Re: [PATCH RFC 10/18] drm/scheduler: Add can_run_job callback

Christian König <christian.koenig@xxxxxxx> · Thu, 9 Mar 2023 09:05:57 +0100

Am 09.03.23 um 07:30 schrieb Asahi Lina:
On 09/03/2023 05.14, Christian König wrote:
I think you mean wake_up_interruptible(). That would be
drm_sched_job_done(), on the fence callback when a job completes, which
as I keep saying is the same logic used for
hw_rq_count/hw_submission_limit tracking.
As the documentation to wait_event says:

   * wake_up() has to be called after changing any variable that could
   * change the result of the wait condition.

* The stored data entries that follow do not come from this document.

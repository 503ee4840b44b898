use thiserror::Error;

/// Top-level error type for the `dropradar-api` crate.
///
/// Every endpoint call surfaces exactly one of these variants; a raw
/// `reqwest` failure is classified before it leaves the client.
/// `dropradar-core` maps them into operation-tagged diagnostics.
#[derive(Debug, Error)]
pub enum Error {
    // ── Transport ───────────────────────────────────────────────────
    /// HTTP transport error (connection refused, DNS failure, etc.)
    #[error("HTTP transport error: {0}")]
    Transport(#[from] reqwest::Error),

    /// URL parsing error.
    #[error("Invalid URL: {0}")]
    InvalidUrl(#[from] url::ParseError),

    /// Request timed out.
    #[error("Request timed out after {timeout_secs}s")]
    Timeout { timeout_secs: u64 },

    /// The HTTP client could not be constructed.
    #[error("Failed to build HTTP client: {0}")]
    ClientBuild(String),

    // ── HTTP status ─────────────────────────────────────────────────
    /// Non-2xx response other than 404.
    #[error("Backend returned HTTP {status}: {message}")]
    Http { status: u16, message: String },

    /// The backend answered 404 for the addressed resource.
    #[error("Not found: {message}")]
    NotFound { message: String },

    // ── Data ────────────────────────────────────────────────────────
    /// Response body did not match the pinned contract, with the raw body
    /// kept for debugging.
    #[error("Unexpected response shape: {message}")]
    Schema { message: String, body: String },
}

impl Error {
    /// Returns `true` if this is a "not found" error.
    pub fn is_not_found(&self) -> bool {
        matches!(self, Self::NotFound { .. })
    }

    /// HTTP status code carried by this error, if any.
    pub fn status(&self) -> Option<u16> {
        match self {
            Self::Http { status, .. } => Some(*status),
            Self::NotFound { .. } => Some(404),
            Self::Transport(e) => e.status().map(|s| s.as_u16()),
            _ => None,
        }
    }

    /// Classify a `reqwest` failure, promoting timeouts to [`Error::Timeout`].
    pub(crate) fn from_reqwest(err: reqwest::Error, timeout: std::time::Duration) -> Self {
        if err.is_timeout() {
            Self::Timeout {
                timeout_secs: timeout.as_secs(),
            }
        } else {
            Self::Transport(err)
        }
    }
}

So what you essentially try to do here is to skip that and say
drm_sched_job_done() would call that anyway, but when you read any
variable to determine that state then as far as I can see nothing is
guarantying that order.
The driver needs to guarantee that any changes to that state precede a
job completion fence signal of course, that's the entire idea of the
API. It's supposed to represent a check for per-scheduler (or more
specific, but not more global) resources that are released on job
completion. Of course if you misuse the API you could cause a problem,
but what I'm trying to say is that the API as designed and when used as
intended does work properly.

Put another way: job completions always need to cause the sched main
loop to run an iteration anyway (otherwise we wouldn't make forward
progress), and job completions are exactly the signal that the
can_run_job() condition may have changed.

The only other possibility how you could use the callback correctly
would be to call drm_fence_is_signaled() to query the state of your hw
submission from the same fence which is then signaled. But then the
question is once more why you don't give that fence directly to the
scheduler?
But the driver is supposed to guarantee that the ordering is always 1.
resources freed, 2. fence signaled. So you don't need to check for the
fence, you can just check for the resource state.

Yeah, but this is exactly what the dma_fence framework tried to prevent. 
We try very hard to avoid such side channel signaling :)

But putting that issue aside for a moment. What I don't get is when you 
have such intra queue dependencies, then why can't you check that at a 
much higher level?

In other words even userspace should be able to predict that for it's 
submissions X amount of resources are needed and when all of my 
submissions run in parallel that won't work.

Asking the firmware for a status is usually a magnitudes slower than 
just computing it before submission.

Regards,
Christian.

If the callback
returns false then by definition the fence wasn't yet signaled at some
point during its execution (because the resources weren't yet freed),
and since it would be in the wait_event_interruptible() check path, by
definition the fence signaling at any point during or after the check
would cause the thread to wake up again and re-check.

Thread 1                                          Thread 2
1. wait_event_interruptible() arms wq             1. Free resources
2. can_run_job() checks resources                 2. Signal fence
3. wait_event_interruptible() sleeps on wq        3. Fence wakes up wq
4. loop

There is no possible interleaving of those sequences that leads to a
lost event and the thread not waking up:
- If T2.3 happens before T1.1, that means T2.1 happened earlier and T1.2
must return true.
- If T2.3 happens after T1.1 but before T1.3, the wq code will ensure
the wq does not sleep (or immediately wakes up) at T1.3 since it was
signaled during the condition check, after the wq was armed. At the next
check loop, T1.2 will then return true, since T2.1 already happened
before T2.3.
- If T2.3 happens during T1.3, the wq wakes up normally and does another
check, and at that point T1.2 returns true.

QED.

~~ Lina